Economic Context
Portugal's economy continued its positive trajectory in the first quarter of 2026, demonstrating sustained momentum. The Gross Domestic Product (GDP) grew by 2.3%, a figure that notably outperforms the Euro Area average. Inflationary pressures have eased, with the rate moderating to 2.3% in 2025. Projections indicate that inflation will stabilise below the 2.0% mark in the coming years, although a temporary increase to 2.6% is anticipated for 2026. The labour market has shown resilience, with the unemployment rate expected to fall to 5.7%. However, the pace of job creation is projected to slow, with an anticipated growth of 1.3%.
Demand Overview
The Greater Lisbon office market experienced a period of robust letting activity during Q1 2026. A total of 39 new deals were finalised, contributing to a total take-up of 28,910 square metres.

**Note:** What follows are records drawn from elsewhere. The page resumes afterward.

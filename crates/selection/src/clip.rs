//! Homogeneous clipping against the clip box `-w <= x, y, z <= w`.

use glam::{Mat4, Vec3, Vec4};

/// The six clip planes as coefficients; a point is inside when `dot >= 0`.
const CLIP_PLANES: [Vec4; 6] = [
    Vec4::new(1.0, 0.0, 0.0, 1.0),
    Vec4::new(-1.0, 0.0, 0.0, 1.0),
    Vec4::new(0.0, 1.0, 0.0, 1.0),
    Vec4::new(0.0, -1.0, 0.0, 1.0),
    Vec4::new(0.0, 0.0, 1.0, 1.0),
    Vec4::new(0.0, 0.0, -1.0, 1.0),
];

/// Transform a local point into clip space; `None` if outside the clip box
pub fn clip_point(local2clip: &Mat4, point: Vec3) -> Option<Vec4> {
    let clipped = *local2clip * point.extend(1.0);
    CLIP_PLANES
        .iter()
        .all(|plane| plane.dot(clipped) >= 0.0)
        .then_some(clipped)
}

/// Clip a segment; returns the surviving endpoints
pub fn clip_line(local2clip: &Mat4, a: Vec3, b: Vec3) -> Option<[Vec4; 2]> {
    let mut p0 = *local2clip * a.extend(1.0);
    let mut p1 = *local2clip * b.extend(1.0);
    for plane in &CLIP_PLANES {
        let d0 = plane.dot(p0);
        let d1 = plane.dot(p1);
        match (d0 >= 0.0, d1 >= 0.0) {
            (true, true) => {}
            (false, false) => return None,
            (true, false) => p1 = p0 + (p1 - p0) * (d0 / (d0 - d1)),
            (false, true) => p0 = p0 + (p1 - p0) * (d0 / (d0 - d1)),
        }
    }
    Some([p0, p1])
}

/// Clip a convex polygon (Sutherland-Hodgman). Results with fewer than three
/// vertices are dropped.
pub fn clip_polygon(local2clip: &Mat4, vertices: &[Vec3]) -> Option<Vec<Vec4>> {
    let mut input: Vec<Vec4> = vertices
        .iter()
        .map(|v| *local2clip * v.extend(1.0))
        .collect();
    let mut output = Vec::with_capacity(input.len() + CLIP_PLANES.len());

    for plane in &CLIP_PLANES {
        output.clear();
        let Some(&last) = input.last() else {
            return None;
        };
        let mut previous = last;
        let mut previous_distance = plane.dot(previous);
        for &current in &input {
            let distance = plane.dot(current);
            if distance >= 0.0 {
                if previous_distance < 0.0 {
                    let t = previous_distance / (previous_distance - distance);
                    output.push(previous + (current - previous) * t);
                }
                output.push(current);
            } else if previous_distance >= 0.0 {
                let t = previous_distance / (previous_distance - distance);
                output.push(previous + (current - previous) * t);
            }
            previous = current;
            previous_distance = distance;
        }
        std::mem::swap(&mut input, &mut output);
    }

    (input.len() >= 3).then_some(input)
}

/// Perspective divide. `None` when w is not positive.
pub fn project(clipped: Vec4) -> Option<Vec3> {
    (clipped.w > f32::EPSILON).then(|| clipped.truncate() / clipped.w)
}

#[cfg(test)]
mod tests {
    use super::*;

    #[test]
    fn test_point_inside_and_outside() {
        assert!(clip_point(&Mat4::IDENTITY, Vec3::new(0.5, -0.5, 0.0)).is_some());
        assert!(clip_point(&Mat4::IDENTITY, Vec3::new(1.5, 0.0, 0.0)).is_none());
    }

    #[test]
    fn test_line_clipped_to_box() {
        let [a, b] = clip_line(&Mat4::IDENTITY, Vec3::new(-3.0, 0.0, 0.0), Vec3::new(3.0, 0.0, 0.0))
            .unwrap();
        assert!((a.x + 1.0).abs() < 1e-6);
        assert!((b.x - 1.0).abs() < 1e-6);
        assert!(clip_line(&Mat4::IDENTITY, Vec3::new(2.0, 2.0, 0.0), Vec3::new(3.0, 2.0, 0.0)).is_none());
    }

    #[test]
    fn test_polygon_clipping() {
        let big = [
            Vec3::new(-2.0, -2.0, 0.0),
            Vec3::new(2.0, -2.0, 0.0),
            Vec3::new(2.0, 2.0, 0.0),
            Vec3::new(-2.0, 2.0, 0.0),
        ];
        let clipped = clip_polygon(&Mat4::IDENTITY, &big).unwrap();
        assert_eq!(clipped.len(), 4);
        for v in clipped {
            assert!(v.x.abs() <= 1.0 + 1e-6 && v.y.abs() <= 1.0 + 1e-6);
        }

        let outside = [
            Vec3::new(2.0, 2.0, 0.0),
            Vec3::new(3.0, 2.0, 0.0),
            Vec3::new(3.0, 3.0, 0.0),
        ];
        assert!(clip_polygon(&Mat4::IDENTITY, &outside).is_none());
    }

    #[test]
    fn test_project() {
        assert_eq!(project(Vec4::new(1.0, 2.0, 3.0, 2.0)), Some(Vec3::new(0.5, 1.0, 1.5)));
        assert_eq!(project(Vec4::new(1.0, 2.0, 3.0, 0.0)), None);
    }
}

This represents a remarkable 80% increase when compared to the same period in the previous year. The average deal size also saw a significant increase, rising to 740 sq.m from 500 sq.m in Q1 2025.
Several noteworthy transactions defined the quarter, including Jerónimo Martins letting 4,700 sq.m at the new Campo Novo - Building 1. Additionally, a confidential tenant from the TMT & Utilities sector secured a 2,840 sq.m lease in the Arts Business Centre, and a 1,890 sq.m lease was signed at the Roche building.
Demand was geographically concentrated in specific submarkets. The New Office Areas (Zone 3) captured the largest share of activity, accounting for 37% of the total take-up. The Western Corridor (Zone 6) followed, with 24% of the total volume. From a sector perspective, the TMT‘s & Utilities industry was the primary driver of demand, representing 32% of the quarterly take-up, with the Company Services sector coming in second with 18%.
Vacancy Trends
The overall vacancy rate across Greater Lisbon saw a slight but positive decline, settling at 6.8% at the end of the quarter. This rate varies significantly between submarkets. The Western Corridor (Zone 6) recorded the highest vacancy at 13.3%. In contrast, the Central Business District (Zone 2) and Secondary Office Locations (Zone 4) maintained exceptionally low vacancy rates of 3.4% and 3.3%, respectively. The market continues to absorb new supply effectively, and there has been no significant impact from sub-let space becoming available.
Rent Trends
Prime rents demonstrated stability across most of Lisbon's office zones. In the Prime CBD (Zone 1), top-tier rents held firm at €32.00/sq.m/month. The only notable movement was observed in the New Office Areas (Zone 3), where prime rents increased to €22.00/sq.m/month, reflecting strong demand in that submarket.
Total and Under Construction Pipeline
Development activity in the Lisbon office market remains high. Six new buildings reached completion in Q1 2026, adding a substantial 41,750 sq.m of new office space to the market. The construction pipeline is robust, with 252,320 sq.m currently under development, of which 29% is already pre-let. Looking forward, a total of 286,050 sq.m is scheduled for delivery over the next three years.
Key completions during the first quarter included WellBe (Zone 5), delivering 26,710 sq.m; Rato 11, 14 & 15 (Zone 2), which added 8,420 sq.m; and Castilho, 26 (Zone 1), providing 3,920 sq.m.